▶ _DIRECTIONS FOR THIS TASK_
Return the following from the records below: each line, word for word, starting with the line that contains "samples still carry" and going on through the line that contains "HTTP route handlers", with nothing outside that range.

▶ _GIVEN INFORMATION_

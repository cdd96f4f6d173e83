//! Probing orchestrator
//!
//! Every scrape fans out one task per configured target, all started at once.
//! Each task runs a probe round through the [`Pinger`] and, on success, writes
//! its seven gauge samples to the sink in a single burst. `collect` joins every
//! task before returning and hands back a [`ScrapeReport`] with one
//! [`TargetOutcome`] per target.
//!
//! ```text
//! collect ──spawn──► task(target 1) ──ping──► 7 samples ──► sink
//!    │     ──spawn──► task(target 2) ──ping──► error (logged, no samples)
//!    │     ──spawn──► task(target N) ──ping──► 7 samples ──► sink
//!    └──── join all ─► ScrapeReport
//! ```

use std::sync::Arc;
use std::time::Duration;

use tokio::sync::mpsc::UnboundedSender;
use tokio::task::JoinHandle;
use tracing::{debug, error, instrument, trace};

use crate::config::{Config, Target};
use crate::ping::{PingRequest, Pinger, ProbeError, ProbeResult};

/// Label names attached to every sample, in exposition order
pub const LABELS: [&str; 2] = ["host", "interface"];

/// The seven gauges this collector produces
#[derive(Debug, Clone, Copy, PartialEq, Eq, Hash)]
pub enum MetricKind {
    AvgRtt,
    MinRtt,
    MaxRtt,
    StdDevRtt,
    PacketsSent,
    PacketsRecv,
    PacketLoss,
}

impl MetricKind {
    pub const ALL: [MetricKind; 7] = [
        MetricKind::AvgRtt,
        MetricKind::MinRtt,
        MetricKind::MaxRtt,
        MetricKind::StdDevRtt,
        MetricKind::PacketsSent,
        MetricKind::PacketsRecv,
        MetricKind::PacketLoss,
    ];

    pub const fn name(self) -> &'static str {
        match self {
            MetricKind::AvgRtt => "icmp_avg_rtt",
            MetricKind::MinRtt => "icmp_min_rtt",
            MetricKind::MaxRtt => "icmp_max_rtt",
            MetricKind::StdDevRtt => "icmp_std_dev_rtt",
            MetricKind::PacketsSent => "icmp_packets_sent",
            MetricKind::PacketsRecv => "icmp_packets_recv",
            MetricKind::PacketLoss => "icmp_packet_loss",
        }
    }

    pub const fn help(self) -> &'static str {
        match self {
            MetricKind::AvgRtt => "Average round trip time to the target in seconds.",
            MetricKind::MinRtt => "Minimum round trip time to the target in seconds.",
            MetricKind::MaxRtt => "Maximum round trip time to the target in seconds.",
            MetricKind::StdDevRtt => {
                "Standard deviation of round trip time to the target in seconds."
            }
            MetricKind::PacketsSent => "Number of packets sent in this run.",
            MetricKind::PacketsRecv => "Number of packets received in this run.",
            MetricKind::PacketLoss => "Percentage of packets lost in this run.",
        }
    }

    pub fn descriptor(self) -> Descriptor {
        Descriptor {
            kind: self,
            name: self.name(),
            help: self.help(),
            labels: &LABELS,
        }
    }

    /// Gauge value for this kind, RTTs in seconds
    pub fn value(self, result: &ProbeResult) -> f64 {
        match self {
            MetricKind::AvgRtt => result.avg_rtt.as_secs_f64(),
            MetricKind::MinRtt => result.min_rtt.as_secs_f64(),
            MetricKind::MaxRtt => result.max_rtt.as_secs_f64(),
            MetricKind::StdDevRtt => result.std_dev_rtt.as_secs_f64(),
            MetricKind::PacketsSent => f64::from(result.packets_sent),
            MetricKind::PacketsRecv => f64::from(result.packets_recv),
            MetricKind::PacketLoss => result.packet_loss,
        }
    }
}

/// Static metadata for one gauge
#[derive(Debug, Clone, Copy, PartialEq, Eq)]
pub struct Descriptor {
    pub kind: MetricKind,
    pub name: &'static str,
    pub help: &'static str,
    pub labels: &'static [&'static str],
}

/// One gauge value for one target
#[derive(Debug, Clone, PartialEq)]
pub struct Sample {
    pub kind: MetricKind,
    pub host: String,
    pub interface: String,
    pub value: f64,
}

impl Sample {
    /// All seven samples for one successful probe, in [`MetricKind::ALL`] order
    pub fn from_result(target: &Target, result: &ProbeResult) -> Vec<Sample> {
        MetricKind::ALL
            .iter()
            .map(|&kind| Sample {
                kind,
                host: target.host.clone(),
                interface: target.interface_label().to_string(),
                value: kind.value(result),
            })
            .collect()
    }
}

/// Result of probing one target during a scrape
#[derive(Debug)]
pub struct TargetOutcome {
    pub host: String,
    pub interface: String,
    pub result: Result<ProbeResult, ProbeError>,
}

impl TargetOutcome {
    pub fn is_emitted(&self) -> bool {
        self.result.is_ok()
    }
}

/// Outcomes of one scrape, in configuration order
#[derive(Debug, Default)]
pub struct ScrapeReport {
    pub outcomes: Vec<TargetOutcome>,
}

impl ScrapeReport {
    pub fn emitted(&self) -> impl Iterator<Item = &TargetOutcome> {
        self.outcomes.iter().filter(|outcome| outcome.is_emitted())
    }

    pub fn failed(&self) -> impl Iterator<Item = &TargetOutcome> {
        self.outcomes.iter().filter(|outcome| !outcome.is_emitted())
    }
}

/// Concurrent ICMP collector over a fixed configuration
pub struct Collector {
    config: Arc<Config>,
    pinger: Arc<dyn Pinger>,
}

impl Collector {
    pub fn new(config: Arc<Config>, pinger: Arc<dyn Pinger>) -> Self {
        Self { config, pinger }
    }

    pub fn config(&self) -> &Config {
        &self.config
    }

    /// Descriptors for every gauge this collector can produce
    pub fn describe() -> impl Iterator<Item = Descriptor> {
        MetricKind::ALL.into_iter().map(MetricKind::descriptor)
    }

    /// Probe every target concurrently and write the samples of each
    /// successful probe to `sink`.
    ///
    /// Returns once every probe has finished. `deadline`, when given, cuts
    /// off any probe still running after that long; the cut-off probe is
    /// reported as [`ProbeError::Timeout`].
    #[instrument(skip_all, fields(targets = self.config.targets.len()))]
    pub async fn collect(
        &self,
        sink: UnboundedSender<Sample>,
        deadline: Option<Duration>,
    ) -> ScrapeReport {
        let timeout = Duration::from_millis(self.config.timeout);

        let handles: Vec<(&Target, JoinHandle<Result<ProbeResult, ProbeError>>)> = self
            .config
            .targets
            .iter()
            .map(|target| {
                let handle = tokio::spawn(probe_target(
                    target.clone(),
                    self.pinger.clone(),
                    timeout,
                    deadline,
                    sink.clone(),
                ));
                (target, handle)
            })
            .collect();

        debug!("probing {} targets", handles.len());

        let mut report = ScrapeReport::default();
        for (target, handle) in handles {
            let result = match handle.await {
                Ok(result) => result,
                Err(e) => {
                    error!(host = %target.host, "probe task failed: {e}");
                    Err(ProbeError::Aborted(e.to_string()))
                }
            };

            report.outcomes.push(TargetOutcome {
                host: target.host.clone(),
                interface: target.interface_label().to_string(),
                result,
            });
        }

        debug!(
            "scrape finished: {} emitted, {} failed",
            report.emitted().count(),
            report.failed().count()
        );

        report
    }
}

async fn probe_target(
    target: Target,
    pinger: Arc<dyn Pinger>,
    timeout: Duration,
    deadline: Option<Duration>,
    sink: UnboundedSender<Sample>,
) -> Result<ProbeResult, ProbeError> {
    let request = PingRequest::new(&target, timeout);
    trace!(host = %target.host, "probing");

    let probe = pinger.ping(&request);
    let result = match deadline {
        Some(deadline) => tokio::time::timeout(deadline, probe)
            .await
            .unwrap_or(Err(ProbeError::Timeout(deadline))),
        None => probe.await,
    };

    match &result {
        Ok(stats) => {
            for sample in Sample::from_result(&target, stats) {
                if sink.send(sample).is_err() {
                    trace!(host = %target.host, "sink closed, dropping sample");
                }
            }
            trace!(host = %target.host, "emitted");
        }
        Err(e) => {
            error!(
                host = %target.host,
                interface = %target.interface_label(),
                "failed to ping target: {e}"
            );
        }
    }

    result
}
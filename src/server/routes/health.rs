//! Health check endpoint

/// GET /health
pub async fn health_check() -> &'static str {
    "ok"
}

==

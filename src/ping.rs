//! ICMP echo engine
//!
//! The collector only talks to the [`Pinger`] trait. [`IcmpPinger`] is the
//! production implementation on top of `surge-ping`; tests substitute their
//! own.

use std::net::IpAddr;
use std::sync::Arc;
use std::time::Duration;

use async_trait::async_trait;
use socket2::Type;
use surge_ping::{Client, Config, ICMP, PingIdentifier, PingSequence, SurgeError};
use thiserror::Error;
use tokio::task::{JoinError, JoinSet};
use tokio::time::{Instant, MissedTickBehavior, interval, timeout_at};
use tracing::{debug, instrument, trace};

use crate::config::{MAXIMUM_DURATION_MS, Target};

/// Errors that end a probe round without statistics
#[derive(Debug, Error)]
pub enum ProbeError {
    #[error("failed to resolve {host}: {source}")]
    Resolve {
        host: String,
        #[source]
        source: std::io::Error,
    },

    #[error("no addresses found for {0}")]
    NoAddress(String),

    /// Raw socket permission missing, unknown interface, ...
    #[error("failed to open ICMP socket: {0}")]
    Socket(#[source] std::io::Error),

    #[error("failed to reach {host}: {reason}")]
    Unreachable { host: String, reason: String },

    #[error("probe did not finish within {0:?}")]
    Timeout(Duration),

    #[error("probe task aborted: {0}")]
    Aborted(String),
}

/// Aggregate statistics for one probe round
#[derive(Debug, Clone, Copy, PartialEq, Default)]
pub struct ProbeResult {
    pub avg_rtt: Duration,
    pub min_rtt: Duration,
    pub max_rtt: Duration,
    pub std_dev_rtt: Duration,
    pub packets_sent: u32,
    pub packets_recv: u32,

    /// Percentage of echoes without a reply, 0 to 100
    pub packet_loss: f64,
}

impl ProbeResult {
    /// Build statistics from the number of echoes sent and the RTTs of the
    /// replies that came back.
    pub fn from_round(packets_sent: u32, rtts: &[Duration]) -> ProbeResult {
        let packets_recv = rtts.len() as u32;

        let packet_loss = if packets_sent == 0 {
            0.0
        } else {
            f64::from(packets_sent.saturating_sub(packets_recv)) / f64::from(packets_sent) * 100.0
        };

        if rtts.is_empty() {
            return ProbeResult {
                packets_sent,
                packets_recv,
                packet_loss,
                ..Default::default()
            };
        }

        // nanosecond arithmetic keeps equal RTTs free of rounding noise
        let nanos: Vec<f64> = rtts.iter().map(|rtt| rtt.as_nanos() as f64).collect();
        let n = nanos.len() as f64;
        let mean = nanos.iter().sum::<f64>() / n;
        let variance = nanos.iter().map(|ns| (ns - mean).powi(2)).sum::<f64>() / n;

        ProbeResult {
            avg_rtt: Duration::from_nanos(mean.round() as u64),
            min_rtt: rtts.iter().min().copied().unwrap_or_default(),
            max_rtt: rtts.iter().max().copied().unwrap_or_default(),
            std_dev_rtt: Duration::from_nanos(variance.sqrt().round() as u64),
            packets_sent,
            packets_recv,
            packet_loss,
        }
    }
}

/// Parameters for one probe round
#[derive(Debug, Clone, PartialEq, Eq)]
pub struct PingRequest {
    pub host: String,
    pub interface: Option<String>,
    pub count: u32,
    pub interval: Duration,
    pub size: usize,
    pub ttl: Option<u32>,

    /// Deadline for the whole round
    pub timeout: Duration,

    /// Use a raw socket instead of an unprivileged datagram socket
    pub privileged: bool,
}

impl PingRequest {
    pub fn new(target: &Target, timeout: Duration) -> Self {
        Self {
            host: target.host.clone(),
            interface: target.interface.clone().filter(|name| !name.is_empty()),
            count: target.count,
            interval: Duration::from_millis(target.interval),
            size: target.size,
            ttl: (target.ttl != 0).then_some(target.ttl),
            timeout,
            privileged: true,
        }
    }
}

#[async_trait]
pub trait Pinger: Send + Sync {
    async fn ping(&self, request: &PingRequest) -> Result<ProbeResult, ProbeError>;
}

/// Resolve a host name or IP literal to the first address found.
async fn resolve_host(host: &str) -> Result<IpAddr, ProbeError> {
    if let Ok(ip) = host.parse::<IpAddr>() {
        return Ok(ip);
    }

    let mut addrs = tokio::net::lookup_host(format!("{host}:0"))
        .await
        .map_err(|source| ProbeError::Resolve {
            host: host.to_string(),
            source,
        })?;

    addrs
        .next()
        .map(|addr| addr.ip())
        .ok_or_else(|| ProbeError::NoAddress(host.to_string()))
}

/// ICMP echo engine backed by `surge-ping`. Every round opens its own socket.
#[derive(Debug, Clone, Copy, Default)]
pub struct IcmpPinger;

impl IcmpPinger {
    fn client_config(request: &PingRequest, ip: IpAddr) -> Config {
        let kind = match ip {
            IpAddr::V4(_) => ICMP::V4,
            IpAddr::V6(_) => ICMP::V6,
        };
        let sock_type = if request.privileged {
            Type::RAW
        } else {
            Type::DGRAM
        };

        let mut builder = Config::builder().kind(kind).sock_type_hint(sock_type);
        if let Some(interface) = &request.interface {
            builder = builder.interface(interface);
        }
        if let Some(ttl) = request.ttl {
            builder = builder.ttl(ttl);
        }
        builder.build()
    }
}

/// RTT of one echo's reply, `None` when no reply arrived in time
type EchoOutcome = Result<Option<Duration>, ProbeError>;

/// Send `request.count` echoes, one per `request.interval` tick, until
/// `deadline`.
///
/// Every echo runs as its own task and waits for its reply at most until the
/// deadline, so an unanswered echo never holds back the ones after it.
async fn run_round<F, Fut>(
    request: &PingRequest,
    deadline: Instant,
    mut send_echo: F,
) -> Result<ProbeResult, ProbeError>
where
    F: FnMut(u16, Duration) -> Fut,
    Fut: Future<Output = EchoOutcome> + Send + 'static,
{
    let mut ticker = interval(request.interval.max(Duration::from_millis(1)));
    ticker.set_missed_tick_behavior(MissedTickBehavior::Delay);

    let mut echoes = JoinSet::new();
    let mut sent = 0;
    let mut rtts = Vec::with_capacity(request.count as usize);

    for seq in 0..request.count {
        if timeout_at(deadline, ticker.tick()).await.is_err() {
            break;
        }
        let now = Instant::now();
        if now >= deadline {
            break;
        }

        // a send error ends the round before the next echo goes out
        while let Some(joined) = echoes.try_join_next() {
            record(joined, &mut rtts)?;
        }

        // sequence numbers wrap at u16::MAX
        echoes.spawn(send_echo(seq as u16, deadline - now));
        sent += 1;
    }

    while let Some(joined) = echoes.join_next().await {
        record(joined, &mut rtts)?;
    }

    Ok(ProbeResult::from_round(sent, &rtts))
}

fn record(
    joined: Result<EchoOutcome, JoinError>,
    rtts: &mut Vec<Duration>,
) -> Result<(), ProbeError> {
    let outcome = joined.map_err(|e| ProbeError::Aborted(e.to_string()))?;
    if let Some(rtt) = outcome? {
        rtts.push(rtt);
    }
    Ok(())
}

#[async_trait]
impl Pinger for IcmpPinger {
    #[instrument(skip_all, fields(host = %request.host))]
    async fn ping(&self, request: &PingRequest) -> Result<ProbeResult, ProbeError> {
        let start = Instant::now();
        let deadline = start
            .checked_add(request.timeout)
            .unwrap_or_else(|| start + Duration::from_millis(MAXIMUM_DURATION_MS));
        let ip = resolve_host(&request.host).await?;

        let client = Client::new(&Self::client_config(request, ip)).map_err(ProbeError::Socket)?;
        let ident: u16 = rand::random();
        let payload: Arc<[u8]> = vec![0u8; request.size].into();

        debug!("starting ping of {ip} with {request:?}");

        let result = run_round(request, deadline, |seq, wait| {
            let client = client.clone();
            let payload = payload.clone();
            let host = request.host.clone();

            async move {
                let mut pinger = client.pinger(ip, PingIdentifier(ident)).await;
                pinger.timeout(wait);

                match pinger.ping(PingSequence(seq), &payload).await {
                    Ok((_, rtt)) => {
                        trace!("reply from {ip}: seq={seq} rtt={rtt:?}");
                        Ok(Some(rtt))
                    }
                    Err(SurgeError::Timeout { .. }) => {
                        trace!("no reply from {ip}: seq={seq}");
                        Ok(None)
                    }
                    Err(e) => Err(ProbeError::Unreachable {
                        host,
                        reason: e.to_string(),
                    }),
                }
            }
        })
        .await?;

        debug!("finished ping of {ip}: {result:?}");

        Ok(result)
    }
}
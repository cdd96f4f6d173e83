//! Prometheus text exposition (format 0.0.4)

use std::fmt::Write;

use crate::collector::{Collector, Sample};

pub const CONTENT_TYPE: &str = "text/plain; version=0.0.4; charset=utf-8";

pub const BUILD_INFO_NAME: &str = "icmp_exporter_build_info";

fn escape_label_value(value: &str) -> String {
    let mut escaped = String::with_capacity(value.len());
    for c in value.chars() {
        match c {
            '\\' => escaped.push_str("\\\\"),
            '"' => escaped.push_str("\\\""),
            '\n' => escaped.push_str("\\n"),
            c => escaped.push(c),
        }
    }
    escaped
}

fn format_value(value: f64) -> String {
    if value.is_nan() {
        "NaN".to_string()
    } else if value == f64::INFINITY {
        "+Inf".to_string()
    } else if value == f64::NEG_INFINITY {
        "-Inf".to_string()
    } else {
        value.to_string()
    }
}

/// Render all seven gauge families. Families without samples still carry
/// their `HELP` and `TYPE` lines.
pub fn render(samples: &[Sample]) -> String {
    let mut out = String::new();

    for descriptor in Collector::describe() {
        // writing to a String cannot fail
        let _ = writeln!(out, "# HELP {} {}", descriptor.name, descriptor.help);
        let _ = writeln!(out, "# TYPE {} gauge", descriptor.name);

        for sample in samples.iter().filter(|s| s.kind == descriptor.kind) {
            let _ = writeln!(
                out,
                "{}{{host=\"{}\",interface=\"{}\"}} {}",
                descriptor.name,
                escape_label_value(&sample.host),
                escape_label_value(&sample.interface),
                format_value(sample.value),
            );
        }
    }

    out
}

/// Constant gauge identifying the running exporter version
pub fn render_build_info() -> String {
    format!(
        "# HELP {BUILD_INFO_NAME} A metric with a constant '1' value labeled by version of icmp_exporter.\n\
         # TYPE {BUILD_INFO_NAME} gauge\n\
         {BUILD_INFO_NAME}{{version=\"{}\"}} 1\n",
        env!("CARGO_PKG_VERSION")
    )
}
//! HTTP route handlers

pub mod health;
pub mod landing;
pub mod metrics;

▶ _OUTPUT OF THE TASK_
/// Render all seven gauge families. Families without samples still carry
/// their `HELP` and `TYPE` lines.
pub fn render(samples: &[Sample]) -> String {
    let mut out = String::new();

    for descriptor in Collector::describe() {
        // writing to a String cannot fail
        let _ = writeln!(out, "# HELP {} {}", descriptor.name, descriptor.help);
        let _ = writeln!(out, "# TYPE {} gauge", descriptor.name);

        for sample in samples.iter().filter(|s| s.kind == descriptor.kind) {
            let _ = writeln!(
                out,
                "{}{{host=\"{}\",interface=\"{}\"}} {}",
                descriptor.name,
                escape_label_value(&sample.host),
                escape_label_value(&sample.interface),
                format_value(sample.value),
            );
        }
    }

    out
}

/// Constant gauge identifying the running exporter version
pub fn render_build_info() -> String {
    format!(
        "# HELP {BUILD_INFO_NAME} A metric with a constant '1' value labeled by version of icmp_exporter.\n\
         # TYPE {BUILD_INFO_NAME} gauge\n\
         {BUILD_INFO_NAME}{{version=\"{}\"}} 1\n",
        env!("CARGO_PKG_VERSION")
    )
}
//! HTTP route handlers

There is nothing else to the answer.